{Reference Type}: Journal Article
{Title}: Mechanistic dissection of premature translation termination induced by acidic residues-enriched nascent peptide.
{Author}: Chadani Y;Kanamori T;Niwa T;Ichihara K;Nakayama KI;Matsumoto A;Taguchi H;
{Journal}: Cell Rep
{Volume}: 42
{Issue}: 12
{Year}: 2023 12 26
暂无{DOI}: 10.1016/j.celrep.2023.113569
{Abstract}: Ribosomes polymerize nascent peptides through repeated inter-subunit rearrangements between the classic and hybrid states. The peptidyl-tRNA, the intermediate species during translation elongation, stabilizes the translating ribosome to ensure robust continuity of elongation. However, the translation of acidic residue-rich sequences destabilizes the ribosome, leading to a stochastic premature translation cessation termed intrinsic ribosome destabilization (IRD), which is still ill-defined. Here, we dissect the molecular mechanisms underlying IRD in Escherichia coli.
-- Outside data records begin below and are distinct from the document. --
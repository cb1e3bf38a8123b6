//! Skill selection used to filter the employee list
//!
//! Client-only state: it is never persisted and never cleared by fetches.

use std::collections::BTreeSet;

use tracing::debug;

use crate::cache::{EntityCache, SnapshotStream};
use crate::model::SkillId;

/// Set of selected skill ids with an observation stream
#[derive(Debug, Default)]
pub struct SelectionState {
    ids: EntityCache<SkillId>,
}

impl SelectionState {
    pub fn new() -> Self {
        Self::default()
    }

    /// Currently selected ids
    pub fn current(&self) -> BTreeSet<SkillId> {
        self.ids.current().iter().copied().collect()
    }

    pub fn contains(&self, id: SkillId) -> bool {
        self.ids.current().contains(&id)
    }

    pub fn is_empty(&self) -> bool {
        self.ids.current().is_empty()
    }

    /// Replace the whole selection
    pub fn replace(&self, ids: impl IntoIterator<Item = SkillId>) {
        self.publish(ids.into_iter().collect());
    }

    pub fn select(&self, id: SkillId) {
        self.modify(|ids| ids.insert(id));
    }

    pub fn deselect(&self, id: SkillId) {
        self.modify(|ids| ids.remove(&id));
    }

    /// Flip membership of one id; returns whether it is selected afterwards
    pub fn toggle(&self, id: SkillId) -> bool {
        let mut selected = false;
        self.modify(|ids| {
            selected = !ids.remove(&id);
            if selected {
                ids.insert(id);
            }
            true
        });
        selected
    }

    pub fn clear(&self) {
        self.publish(BTreeSet::new());
    }

    /// Stream replaying the current selection, then every change
    pub fn observe(&self) -> SnapshotStream<SkillId> {
        self.ids.observe()
    }

    fn publish(&self, ids: BTreeSet<SkillId>) {
        debug!(selected = ids.len(), "Skill selection changed");
        self.ids.set(ids.into_iter().collect());
    }

    /// Read, change and publish under the cache lock; `change` reports
    /// whether the set was modified
    fn modify(&self, change: impl FnOnce(&mut BTreeSet<SkillId>) -> bool) {
        self.ids.update(|current| {
            let mut ids: BTreeSet<SkillId> = current.iter().copied().collect();
            if !change(&mut ids) {
                return None;
            }
            debug!(selected = ids.len(), "Skill selection changed");
            Some(ids.into_iter().collect())
        });
    }
}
Reconstitution of the IRD event reveals that (1) the prolonged ribosome stalling enhances IRD-mediated translation discontinuation, (2) IRD depends on temperature, (3) the destabilized 70S ribosome complex is not necessarily split, and (4) the destabilized ribosome is subjected to peptidyl-tRNA hydrolase-mediated hydrolysis of the peptidyl-tRNA without subunit splitting or recycling factors-mediated subunit splitting. Collectively, our data indicate that the translation of acidic-rich sequences alters the conformation of the 70S ribosome to an aberrant state that allows the noncanonical premature termination.